_Required work:_ Locate each line below that includes "expected" and reproduce it.

[Saved entries]
+ + + + +

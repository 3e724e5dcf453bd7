// src/main.rs

use anyhow::Result;
use clap::{Parser, Subcommand};
use razor::diff::{DiffAction, InstallIterator, diff};
use razor::merger::{merge, update};
use razor::set::{Detail, PackageRef, PropertyKind};
use razor::{PackageSet, SectionMask};
use serde::Serialize;
use tracing::info;

const DEFAULT_SET: &str = "/var/lib/razor/system.rzdb";

#[derive(Parser)]
#[command(name = "razor")]
#[command(author, version, about = "Query, merge and compare memory-mapped package sets", long_about = None)]
struct Cli {
    #[command(subcommand)]
    command: Option<Commands>,
}

#[derive(Subcommand)]
enum Commands {
    /// Show set statistics
    Info {
        /// Package set file
        #[arg(short, long, default_value = DEFAULT_SET)]
        set: String,
    },
    /// List packages
    List {
        /// Only packages whose name contains this
        pattern: Option<String>,
        /// Print JSON instead of text
        #[arg(long)]
        json: bool,
        /// Package set file
        #[arg(short, long, default_value = DEFAULT_SET)]
        set: String,
    },
    /// List what a package requires
    Requires {
        /// Package name
        package: String,
        /// Package set file
        #[arg(short, long, default_value = DEFAULT_SET)]
        set: String,
    },
    /// List what a package provides
    Provides {
        /// Package name
        package: String,
        /// Package set file
        #[arg(short, long, default_value = DEFAULT_SET)]
        set: String,
    },
    /// List packages requiring a property
    WhatRequires {
        /// Property name
        name: String,
        /// Package set file
        #[arg(short, long, default_value = DEFAULT_SET)]
        set: String,
    },
    /// List packages providing a property
    WhatProvides {
        /// Property name
        name: String,
        /// Package set file
        #[arg(short, long, default_value = DEFAULT_SET)]
        set: String,
    },
    /// List files at or below a path
    Files {
        /// Directory to list
        #[arg(default_value = "/")]
        path: String,
        /// Package set file
        #[arg(short, long, default_value = DEFAULT_SET)]
        set: String,
    },
    /// List packages owning a path
    FilePackages {
        /// Absolute path
        path: String,
        /// Package set file
        #[arg(short, long, default_value = DEFAULT_SET)]
        set: String,
    },
    /// List the files of a package
    PackageFiles {
        /// Package name
        package: String,
        /// Package set file
        #[arg(short, long, default_value = DEFAULT_SET)]
        set: String,
    },
    /// List requirements nothing in the set provides
    Unsatisfied {
        /// Package set file
        #[arg(short, long, default_value = DEFAULT_SET)]
        set: String,
    },
    /// Show packages that differ from another set
    Diff {
        /// Set to compare against
        upstream: String,
        /// Package set file
        #[arg(short, long, default_value = DEFAULT_SET)]
        set: String,
    },
    /// List the steps that turn the set into another
    InstallOrder {
        /// Target set
        next: String,
        /// Package set file
        #[arg(short, long, default_value = DEFAULT_SET)]
        set: String,
    },
    /// Write the union of two sets
    Merge {
        /// First input set
        first: String,
        /// Second input set
        second: String,
        /// Where to write the resulting set
        #[arg(short, long)]
        output: String,
        /// Section categories to write (main, files, details)
        #[arg(long, default_value = "main,files,details", value_parser = parse_sections)]
        sections: SectionMask,
    },
    /// Update packages from an upstream set
    Update {
        /// Upstream set
        upstream: String,
        /// Package names (updates all if omitted)
        packages: Vec<String>,
        /// Package set file
        #[arg(short, long, default_value = DEFAULT_SET)]
        set: String,
        /// Where to write the resulting set
        #[arg(short, long)]
        output: String,
        /// Section categories to write (main, files, details)
        #[arg(long, default_value = "main,files,details", value_parser = parse_sections)]
        sections: SectionMask,
    },
    /// Rewrite a set keeping only some section categories
    Strip {
        /// Input set
        input: String,
        /// Where to write the resulting set
        #[arg(short, long)]
        output: String,
        /// Section categories to write (main, files, details)
        #[arg(long, default_value = "main,files,details", value_parser = parse_sections)]
        sections: SectionMask,
    },
}

/// One row of `list --json`
#[derive(Serialize)]
struct PackageRow<'a> {
    name: &'a str,
    version: &'a str,
    arch: &'a str,
    #[serde(skip_serializing_if = "Option::is_none")]
    summary: Option<&'a str>,
}

impl<'a> From<PackageRef<'a>> for PackageRow<'a> {
    fn from(package: PackageRef<'a>) -> Self {
        Self {
            name: package.name(),
            version: package.version(),
            arch: package.arch(),
            summary: package.detail(Detail::Summary).filter(|s| !s.is_empty()),
        }
    }
}

/// Parse a comma separated list of section categories
fn parse_sections(list: &str) -> std::result::Result<SectionMask, String> {
    list.split(',')
        .map(str::trim)
        .filter(|name| !name.is_empty())
        .try_fold(SectionMask::NONE, |mask, name| {
            SectionMask::from_name(name)
                .map(|category| mask | category)
                .ok_or_else(|| format!("unknown section category '{}'", name))
        })
}

fn find_package<'a>(set: &'a PackageSet, name: &str) -> Result<PackageRef<'a>> {
    set.find_package(name)
        .ok_or_else(|| anyhow::anyhow!("Package '{}' not found", name))
}

fn print_properties(set: &PackageSet, package: &str, kind: PropertyKind) -> Result<()> {
    let package = find_package(set, package)?;
    for property in package.properties().filter(|p| p.kind() == kind) {
        println!("{}", property);
    }
    Ok(())
}

fn print_packages(packages: &[PackageRef<'_>]) {
    for package in packages {
        println!("{}", package);
    }
}

fn main() -> Result<()> {
    // Initialize tracing subscriber for logging
    tracing_subscriber::fmt()
        .with_env_filter(
            tracing_subscriber::EnvFilter::try_from_default_env()
                .unwrap_or_else(|_| tracing_subscriber::EnvFilter::new("warn")),
        )
        .init();

    let cli = Cli::parse();

    match cli.command {
        Some(Commands::Info { set: path }) => {
            let set = PackageSet::open(&path)?;
            println!("Package set: {}", path);
            println!("  Packages: {}", set.package_count());
            println!("  Properties: {}", set.property_count());
            println!("  File entries: {}", set.entry_count());
            println!("  Unsatisfied requires: {}", set.unsatisfied_requires().len());
            Ok(())
        }
        Some(Commands::List {
            pattern,
            json,
            set: path,
        }) => {
            let set = PackageSet::open(&path)?;
            let packages: Vec<PackageRef<'_>> = set
                .packages()
                .filter(|p| pattern.as_deref().is_none_or(|pat| p.name().contains(pat)))
                .collect();

            if json {
                let rows: Vec<PackageRow<'_>> = packages.into_iter().map(PackageRow::from).collect();
                println!("{}", serde_json::to_string_pretty(&rows)?);
            } else if packages.is_empty() {
                println!("No packages found.");
            } else {
                print_packages(&packages);
                println!("\nTotal: {} package(s)", packages.len());
            }
            Ok(())
        }
        Some(Commands::Requires { package, set: path }) => {
            let set = PackageSet::open(&path)?;
            print_properties(&set, &package, PropertyKind::Requires)
        }
        Some(Commands::Provides { package, set: path }) => {
            let set = PackageSet::open(&path)?;
            print_properties(&set, &package, PropertyKind::Provides)
        }
        Some(Commands::WhatRequires { name, set: path }) => {
            let set = PackageSet::open(&path)?;
            print_packages(&set.what_requires(&name));
            Ok(())
        }
        Some(Commands::WhatProvides { name, set: path }) => {
            let set = PackageSet::open(&path)?;
            print_packages(&set.what_provides(&name));
            Ok(())
        }
        Some(Commands::Files { path: dir, set: path }) => {
            let set = PackageSet::open(&path)?;
            if set.find_entry(&dir).is_none() {
                return Err(anyhow::anyhow!("No such path in set: {}", dir));
            }
            for file in set.list_files(&dir) {
                println!("{}", file);
            }
            Ok(())
        }
        Some(Commands::FilePackages { path: file, set: path }) => {
            let set = PackageSet::open(&path)?;
            print_packages(&set.file_packages(&file));
            Ok(())
        }
        Some(Commands::PackageFiles { package, set: path }) => {
            let set = PackageSet::open(&path)?;
            for file in find_package(&set, &package)?.file_paths() {
                println!("{}", file);
            }
            Ok(())
        }
        Some(Commands::Unsatisfied { set: path }) => {
            let set = PackageSet::open(&path)?;
            for property in set.unsatisfied_requires() {
                for package in property.packages() {
                    println!("{} requires {}", package, property);
                }
            }
            Ok(())
        }
        Some(Commands::Diff { upstream, set: path }) => {
            let set = PackageSet::open(&path)?;
            let upstream = PackageSet::open(&upstream)?;
            diff(&set, &upstream, |action, package| {
                let marker = match action {
                    DiffAction::Add => '+',
                    DiffAction::Remove => '-',
                };
                println!("{} {}", marker, package);
            });
            Ok(())
        }
        Some(Commands::InstallOrder { next, set: path }) => {
            let set = PackageSet::open(&path)?;
            let next = PackageSet::open(&next)?;
            for step in InstallIterator::new(&set, &next) {
                println!("{} {}", step.action, step.package);
            }
            Ok(())
        }
        Some(Commands::Merge {
            first,
            second,
            output,
            sections,
        }) => {
            info!("Merging {} and {}", first, second);
            let first = PackageSet::open(&first)?;
            let second = PackageSet::open(&second)?;
            let merged = merge(&first, &second);
            merged.write(&output, sections)?;
            println!("Wrote {} package(s) to {}", merged.package_count(), output);
            Ok(())
        }
        Some(Commands::Update {
            upstream,
            packages,
            set: path,
            output,
            sections,
        }) => {
            info!("Updating {} from {}", path, upstream);
            let set = PackageSet::open(&path)?;
            let upstream = PackageSet::open(&upstream)?;
            let names: Vec<&str> = packages.iter().map(String::as_str).collect();
            let updated = update(&set, &upstream, &names);

            let mut changes = 0;
            diff(&set, &updated, |_, _| changes += 1);
            updated.write(&output, sections)?;
            println!("Wrote {} package(s) to {} ({} change(s))", updated.package_count(), output, changes);
            Ok(())
        }
        Some(Commands::Strip {
            input,
            output,
            sections,
        }) => {
            let set = PackageSet::open(&input)?;
            set.write(&output, sections)?;
            println!("Wrote {} to {}", input, output);
            Ok(())
        }
        None => {
            // No command provided, show help
            println!("Razor v{}", env!("CARGO_PKG_VERSION"));
            println!("Run 'razor --help' for usage information");
            Ok(())
        }
    }
}

#[cfg(test)]
mod tests {
    use super::*;
    use razor::importer::Importer;

    #[test]
    fn test_parse_sections() {
        assert_eq!(parse_sections("main"), Ok(SectionMask::MAIN));
        assert_eq!(
            parse_sections("main, details"),
            Ok(SectionMask::MAIN | SectionMask::DETAILS)
        );
        assert_eq!(parse_sections("all"), Ok(SectionMask::ALL));
        assert_eq!(parse_sections(""), Ok(SectionMask::NONE));
        assert!(parse_sections("main,bogus").is_err());
    }

    #[test]
    fn test_cli_defaults() {
        let cli = Cli::try_parse_from(["razor", "list"]).unwrap();
        match cli.command {
            Some(Commands::List { pattern, json, set }) => {
                assert_eq!(pattern, None);
                assert!(!json);
                assert_eq!(set, DEFAULT_SET);
            }
            _ => panic!("expected list command"),
        }
    }

    #[test]
    fn test_cli_update_arguments() {
        let cli = Cli::try_parse_from([
            "razor", "update", "up.rzdb", "bash", "zsh", "-o", "out.rzdb", "--sections", "main",
        ])
        .unwrap();
        match cli.command {
            Some(Commands::Update {
                upstream,
                packages,
                output,
                sections,
                ..
            }) => {
                assert_eq!(upstream, "up.rzdb");
                assert_eq!(packages, vec!["bash", "zsh"]);
                assert_eq!(output, "out.rzdb");
                assert_eq!(sections, SectionMask::MAIN);
            }
            _ => panic!("expected update command"),
        }
    }

    #[test]
    fn test_cli_merge_requires_output() {
        assert!(Cli::try_parse_from(["razor", "merge", "a.rzdb", "b.rzdb"]).is_err());
    }

    #[test]
    fn test_package_row_json() {
        let mut importer = Importer::new();
        importer.begin_package("bash", "5.2");
        importer.set_arch("x86_64");
        importer.set_details("The GNU shell", "", "", "");
        importer.finish_package();
        importer.begin_package("tiny", "1");
        importer.finish_package();
        let set = importer.finish();

        let rows: Vec<PackageRow<'_>> = set.packages().map(PackageRow::from).collect();
        let json = serde_json::to_value(&rows).unwrap();
        assert_eq!(json[0]["name"], "bash");
        assert_eq!(json[0]["summary"], "The GNU shell");
        assert_eq!(json[1]["arch"], "");
        assert!(json[1].get("summary").is_none());
    }

    #[test]
    fn test_find_package_error() {
        let set = PackageSet::new();
        let err = find_package(&set, "ghost").unwrap_err();
        assert_eq!(err.to_string(), "Package 'ghost' not found");
    }
}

+ + + + +

_Written response:_
            _ => panic!("expected list command"),
            _ => panic!("expected update command"),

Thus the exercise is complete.